Multi-functionality of rhodium-loaded MOR zeolite: production of H2via the water gas shift reaction and its use in the formation of NH3

Rh-loaded mordenite (RhMOR) zeolite was investigated as a catalyst that can use CO + H2O as a H-2 source for NO reduction. Operando IR measurements showed that CO was captured in the form of Rh dicarbonyl species ([Rh(CO)(2)](+)) in zeolite, which reacts with H2O to form H(2)in situ via the water gas shift (WGS) reaction (CO + H2O -> CO2 + H-2) at >350 degrees C. Temperature-programmed surface reaction (TPSR) measurements under a flow of NO + CO + H2O monitored both the surface ad-species and outlet gas components. At >250 degrees C, the decrease in the outlet NO and CO as well as the increase in the IR intensity corresponding to NH4+ in zeolite were observed, indicating that the formed H-2 was directly used for the reduction of NO into NH3, which was stored at the Bronsted acid sites (BAS). The mechanism of the WGS reaction was theoretically investigated; the predicted rate-determining step was the dissociation of H2O on [Rh(CO)(2)](+) to give [Rh(CO)(COOH)(H)](+) and its activation barrier was 176 kJ mol(-1).

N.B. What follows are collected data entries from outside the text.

//! Configuration management
//!
//! Loads configuration from:
//! 1. Default values
//! 2. Configuration file (config/local.toml)
//! 3. Environment variables (override)

use serde::Deserialize;
use std::path::PathBuf;

/// Main application configuration
#[derive(Debug, Clone, Deserialize)]
pub struct AppConfig {
    pub database: DatabaseConfig,
    pub remote: RemoteConfig,
    pub logging: LoggingConfig,
}

/// Database configuration (SQLite only)
#[derive(Debug, Clone, Deserialize)]
pub struct DatabaseConfig {
    /// Path to SQLite database file
    pub path: PathBuf,
}

/// Remote feed source configuration
#[derive(Debug, Clone, Deserialize)]
pub struct RemoteConfig {
    /// Base URL of the remote API (e.g., "https://feed.example.com")
    pub base_url: String,
    /// Number of posts requested per refresh cycle
    pub batch_size: usize,
    /// Request timeout in seconds
    pub timeout_seconds: u64,
}

/// Logging configuration
#[derive(Debug, Clone, Deserialize)]
pub struct LoggingConfig {
    /// Log level filter (e.g., "info")
    pub level: String,
    /// Output format: "pretty" or "json"
    pub format: String,
}

impl AppConfig {
    /// Load configuration from file and environment
    ///
    /// # Loading Order
    /// 1. Default values
    /// 2. config/default.toml (if exists)
    /// 3. config/local.toml (if exists)
    /// 4. Environment variables (FEEDCACHE_*)
    ///
    /// # Errors
    /// Returns error if configuration is invalid
    pub fn load() -> Result<Self, crate::error::AppError> {
        use config::{Config, Environment, File};

        let config = Config::builder()
            // Start with default values
            .set_default("database.path", "data/feed.db")?
            .set_default("remote.batch_size", 50)?
            .set_default("remote.timeout_seconds", 30)?
            .set_default("logging.level", "info")?
            .set_default("logging.format", "pretty")?
            // Load from config/default.toml if it exists
            .add_source(File::with_name("config/default").required(false))
            // Load from config/local.toml if it exists (overrides default)
            .add_source(File::with_name("config/local").required(false))
            // Load from environment variables (FEEDCACHE_*)
            .add_source(
                Environment::with_prefix("FEEDCACHE")
                    .separator("__")
                    .try_parsing(true),
            )
            .build()
            .map_err(|e| crate::error::AppError::Config(e.to_string()))?;

        let app_config: Self = config
            .try_deserialize()
            .map_err(|e| crate::error::AppError::Config(e.to_string()))?;
        app_config.validate()?;
        Ok(app_config)
    }

    fn validate(&self) -> Result<(), crate::error::AppError> {
        if self.remote.base_url.is_empty() {
            return Err(crate::error::AppError::Config(
                "remote.base_url must be set".to_string(),
            ));
        }

        if self.remote.batch_size == 0 {
            return Err(crate::error::AppError::Config(
                "remote.batch_size must be greater than zero".to_string(),
            ));
        }

        Ok(())
    }
}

The present study demonstrates the effective use of the multi-functionality of the isolated active metal anchored in zeolite as well as the potential utilization of CO + H2O as a H-2 source.

Automated summary

Rh-loaded mordenite zeolite was used as a catalyst for NO reduction using CO + H2O as a H2 source. Operando IR measurements revealed that Rh dicarbonyl species ([Rh(CO)(2)](+)) captured CO in the zeolite, which reacted with H2O to produce H(2)via the water gas shift (WGS) reaction. TPSR measurements showed that the formed H-2 was directly used for NO reduction into NH3. The study also investigated the mechanism of the WGS reaction.